Any loan can be rethought. Those who refinanced their mortgages last year might find that it pays to try again. Also, take a look at your auto loan; your bank might rewrite it at 8 percent. With the money you save in monthly payments, slash your credit-card debt or build a bigger bank account. Savings interest rates are so low that a cash cache won’t grow by very much unless you put more money in.

Don’t wait for even lower rates. Forecasters come in only two types: those who don’t know where interest rates are heading and those who don’t know that they don’t know. Borrowers should seize the moment. If another moment comes next year, seize it again.

Adjustable-rate mortgages (ARMs) have repaid their believers well. If you fled to fixed rates in 1989, when interest rates rose briefly, you’ve probably refinanced since then, while ARM holders got automatic cuts. If your ARM is coming up for its annual interest-rate adjustment, and your loan is linked to Treasury bills, your new rate will probably be around 6 percent. For “ARM junkies,” who hop to a new ARM every year or two, first-year discounted rates are running around 5 percent. A saving like that often justifies the closing cost.

But even long-time ARM lovers like me are ready to switch to a cheap fixed rate. A 30-year mortgage can be had at (or under) 7.7 percent; 15-year loans go for 7.2 percent. Many banks let you switch for a modest fee. At the Continental Savings Bank in Seattle, for example, you might pay only $100 upfront to convert from an ARM to a fixedrate loan. In return for not charging closing costs, the bank wants a higher interest rate-8 percent on the conversion mortgage versus 7.625 percent on a regular loan.

You can usually refinance if your home is worth at least 10 percent more than the loan amount (or 5 percent more, if you buy private mortgage insurance). Vacation homes need a 30 percent cushion. To keep long-term expenses down, ask for a monthly payment schedule that retires the loan over the same (or shorter) period of time remaining on your present mortgage. If you take a longer loan, you’ll pay much more interest than you intend.

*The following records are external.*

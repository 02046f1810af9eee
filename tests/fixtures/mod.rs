//! Test fixtures

mod two_gateway;

pub use two_gateway::{TwoGatewayFixture, Tunnel, wait_until};
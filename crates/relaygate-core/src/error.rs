//! Error types for the gateway
//!
//! [`GatewayError`] wraps the relay layer's [`RelayError`] and adds the
//! failures that only exist once sessions are registered and sockets are in
//! play. Every variant maps onto one of the four [`ErrorKind`]s so callers
//! can treat both layers uniformly.
//!
//! # Example
//!
//! ```no_run
//! use relaygate_core::GatewayError;
//!
//! fn report(err: &GatewayError) {
//!     if err.is_retryable() {
//!         println!("relay unavailable, try again: {err}");
//!     } else {
//!         println!("session refused: {err}");
//!     }
//! }
//! ```

use relaygate_relay::{ErrorKind, RelayError, SessionId};
use std::borrow::Cow;
use thiserror::Error;

/// Errors raised by gateway operations
#[derive(Debug, Error, Clone)]
pub enum GatewayError {
    /// Relay, broker or crypto failure
    #[error(transparent)]
    Relay(#[from] RelayError),

    /// No local session with this id
    #[error("Session not found: {0}")]
    SessionNotFound(SessionId),

    /// Invalid configuration
    #[error("Invalid configuration: {0}")]
    InvalidConfig(Cow<'static, str>),

    /// Invalid session state or transition
    #[error("Invalid state: {0}")]
    InvalidState(Cow<'static, str>),

    /// Socket I/O failure
    #[error("I/O error: {0}")]
    Io(Cow<'static, str>),
}

impl GatewayError {
    /// Classify the error
    #[must_use]
    pub fn kind(&self) -> ErrorKind {
        match self {
            GatewayError::Relay(e) => e.kind(),
            GatewayError::SessionNotFound(_)
            | GatewayError::InvalidConfig(_)
            | GatewayError::InvalidState(_) => ErrorKind::Argument,
            GatewayError::Io(_) => ErrorKind::Transport,
        }
    }

    /// Returns true if the same call may succeed later.
    ///
    /// Only relay transport failures qualify. A broken local socket is
    /// never retried.
    #[must_use]
    pub fn is_retryable(&self) -> bool {
        matches!(self, GatewayError::Relay(e) if e.is_retryable())
    }

    /// Returns true for authentication and integrity failures
    #[must_use]
    pub fn is_security(&self) -> bool {
        self.kind() == ErrorKind::Security
    }

    /// Create an invalid configuration error with static context
    #[must_use]
    pub const fn invalid_config(context: &'static str) -> Self {
        GatewayError::InvalidConfig(Cow::Borrowed(context))
    }

    /// Create an invalid state error with static context
    #[must_use]
    pub const fn invalid_state(context: &'static str) -> Self {
        GatewayError::InvalidState(Cow::Borrowed(context))
    }

    /// Create an I/O error with static context
    #[must_use]
    pub const fn io(context: &'static str) -> Self {
        GatewayError::Io(Cow::Borrowed(context))
    }
}

impl From<std::io::Error> for GatewayError {
    fn from(err: std::io::Error) -> Self {
        GatewayError::Io(Cow::Owned(err.to_string()))
    }
}

impl From<relaygate_crypto::CryptoError> for GatewayError {
    fn from(err: relaygate_crypto::CryptoError) -> Self {
        GatewayError::Relay(err.into())
    }
}

/// Result type for gateway operations
pub type Result<T> = std::result::Result<T, GatewayError>;
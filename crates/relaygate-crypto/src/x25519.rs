//! X25519 key agreement (RFC 7748).
//!
//! Sealed envelopes agree on one key per message: the sender uses a
//! single-use [`EphemeralKey`], the receiver answers with its long-lived
//! [`ExchangeSecret`]. Neither side ever accepts a non-contributory result.

use crate::{CryptoError, X25519_PUBLIC_KEY_SIZE};
use rand_core::{CryptoRng, RngCore};
use zeroize::{Zeroize, ZeroizeOnDrop};

/// Long-lived X25519 secret of a gateway.
#[derive(Clone, Zeroize, ZeroizeOnDrop)]
pub struct ExchangeSecret(x25519_dalek::StaticSecret);

/// Single-use X25519 secret, consumed by its one agreement.
pub struct EphemeralKey {
    secret: x25519_dalek::EphemeralSecret,
    public: ExchangePublic,
}

/// X25519 public key.
#[derive(Clone, Copy, Debug, PartialEq, Eq)]
pub struct ExchangePublic(x25519_dalek::PublicKey);

/// Result of one agreement, only ever fed to the key derivation.
#[derive(Zeroize, ZeroizeOnDrop)]
pub struct SharedSecret(x25519_dalek::SharedSecret);

fn contributory(shared: x25519_dalek::SharedSecret) -> Result<SharedSecret, CryptoError> {
    if shared.was_contributory() {
        Ok(SharedSecret(shared))
    } else {
        Err(CryptoError::LowOrderPoint)
    }
}

impl ExchangeSecret {
    /// Fresh random secret
    pub fn generate<R: RngCore + CryptoRng>(rng: &mut R) -> Self {
        Self(x25519_dalek::StaticSecret::random_from_rng(rng))
    }

    /// Restore from the identity file form
    #[must_use]
    pub fn from_bytes(bytes: [u8; 32]) -> Self {
        Self(x25519_dalek::StaticSecret::from(bytes))
    }

    /// Raw secret bytes, for the identity file only
    #[must_use]
    pub fn to_bytes(&self) -> [u8; 32] {
        self.0.to_bytes()
    }

    /// Public half peers seal to
    #[must_use]
    pub fn public(&self) -> ExchangePublic {
        ExchangePublic(x25519_dalek::PublicKey::from(&self.0))
    }

    /// Agree with the ephemeral key found in an envelope header.
    ///
    /// # Errors
    ///
    /// Returns [`CryptoError::LowOrderPoint`] for a degenerate peer key.
    pub fn agree(&self, ephemeral: &ExchangePublic) -> Result<SharedSecret, CryptoError> {
        contributory(self.0.diffie_hellman(&ephemeral.0))
    }
}

impl EphemeralKey {
    /// Fresh key for one message
    pub fn generate<R: RngCore + CryptoRng>(rng: &mut R) -> Self {
        let secret = x25519_dalek::EphemeralSecret::random_from_rng(rng);
        let public = ExchangePublic(x25519_dalek::PublicKey::from(&secret));
        Self { secret, public }
    }

    /// Public half, written into the envelope header
    #[must_use]
    pub fn public(&self) -> ExchangePublic {
        self.public
    }

    /// Agree with the recipient's exchange key, consuming this key.
    ///
    /// # Errors
    ///
    /// Returns [`CryptoError::LowOrderPoint`] for a degenerate recipient key.
    pub fn agree(self, recipient: &ExchangePublic) -> Result<SharedSecret, CryptoError> {
        contributory(self.secret.diffie_hellman(&recipient.0))
    }
}

impl ExchangePublic {
    /// Wrap raw bytes. Every 32-byte string is accepted; degenerate points
    /// are caught at agreement time.
    #[must_use]
    pub fn from_bytes(bytes: [u8; X25519_PUBLIC_KEY_SIZE]) -> Self {
        Self(x25519_dalek::PublicKey::from(bytes))
    }

    /// Read from a slice.
    ///
    /// # Errors
    ///
    /// Returns [`CryptoError::InvalidKeyLength`] unless the slice is 32 bytes.
    pub fn from_slice(slice: &[u8]) -> Result<Self, CryptoError> {
        let bytes: [u8; X25519_PUBLIC_KEY_SIZE] =
            slice.try_into().map_err(|_| CryptoError::InvalidKeyLength {
                expected: X25519_PUBLIC_KEY_SIZE,
                actual: slice.len(),
            })?;
        Ok(Self::from_bytes(bytes))
    }

    /// Raw bytes
    #[must_use]
    pub fn as_bytes(&self) -> &[u8; X25519_PUBLIC_KEY_SIZE] {
        self.0.as_bytes()
    }
}

impl SharedSecret {
    /// Raw agreement output
    #[must_use]
    pub fn as_bytes(&self) -> &[u8; 32] {
        self.0.as_bytes()
    }
}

Where variable auto loans are offered, they’ve been winners, too. Liberty National Bank in Louisville, Ky., has a five-year variable at 6.25 percent versus 7.5 percent on a fixed-rate loan. Because auto loans are so much smaller than mortgages, monthly payments don’t rise by very much even when interest rates go up.

A debtor’s heaven is savers’ hell. One-year certificates of deposit are averaging 3.4 percent and money-market mutual funds 2.7 percent. Even the guaranteed minimum rate on new Series EE and Series HH Savings Bonds-until last week, an outstanding 6 percent-was slashed to 4 percent March 1. Savers everywhere are flailing around for higher yields.

But you’ve got to put real-life cash flows first. Everyone needs a ready reserve (the classic “three months’ income” is a bare minimum). Every retiree needs enough safe money to pay the bills for four or five years. The pittance these funds earn is your trade-off for keeping your life secure. Only when you’ve built your safe harbor should you expand into stocks and bonds.

If you find that advice too conservative, ask yourself how you’d manage if half your savings went down the tubes over 22 months, as happened in the 1973-74 stock-market decline. That’s Precambrian to today’s younger investors. They haven’t yet learned (although they will) that the way to outlast such declines is with money in the bank.

Falling rates mean big profits investors in long-term bonds. Taxable bond funds are up 3.1 percent since January, compared with a mere 0.4 percent on general equity funds, reports Lipper Analytical Services. Tax-exempts, in particular, are good buys, says Mark Donohue, bond analyst for the New York brokerage firm Gabriele, Hueglin & Cashman. Every month, billions of dollars’ worth of high-rate bonds from the early 1980s are being recalled, setting off a huge demand for replacement issues. That, plus rising demand from those facing the Clinton tax, means that yields are going even lower, Donohue says.

Mortgage-backed securities are another story, especially the high-yield, 8 percent collateralized mortgage obligations (CMOs) that dazzled so many investors last year. When interest rates drop, homeowners refinance their mortgages. The investors who bought those mortgages get their money back ahead of time. Prepayment is cutting expected yields on some CMOs (by how much, you’ll never learn; brokers rarely know). Even many of the so-called “PAC” CMOs, which were thought to be pretty stable, have been breaking apart. Bottom line, says CMO expert Robert Andres of Martindale Andres & Co., a money-management firm in West Conshohocken, Pa.: individuals shouldn’t risk buying these securities at all.

Mortgage-backed Ginnie Mae securities have also been hurt by the boom in mortgage refinancing, but not as severely as most retail CMOs. In Andres’s judgment, plain old treasuries currently are a better buy, with Ginnie Maes improving by June. And one general reminder: when the bond market romps, stocks usually follow.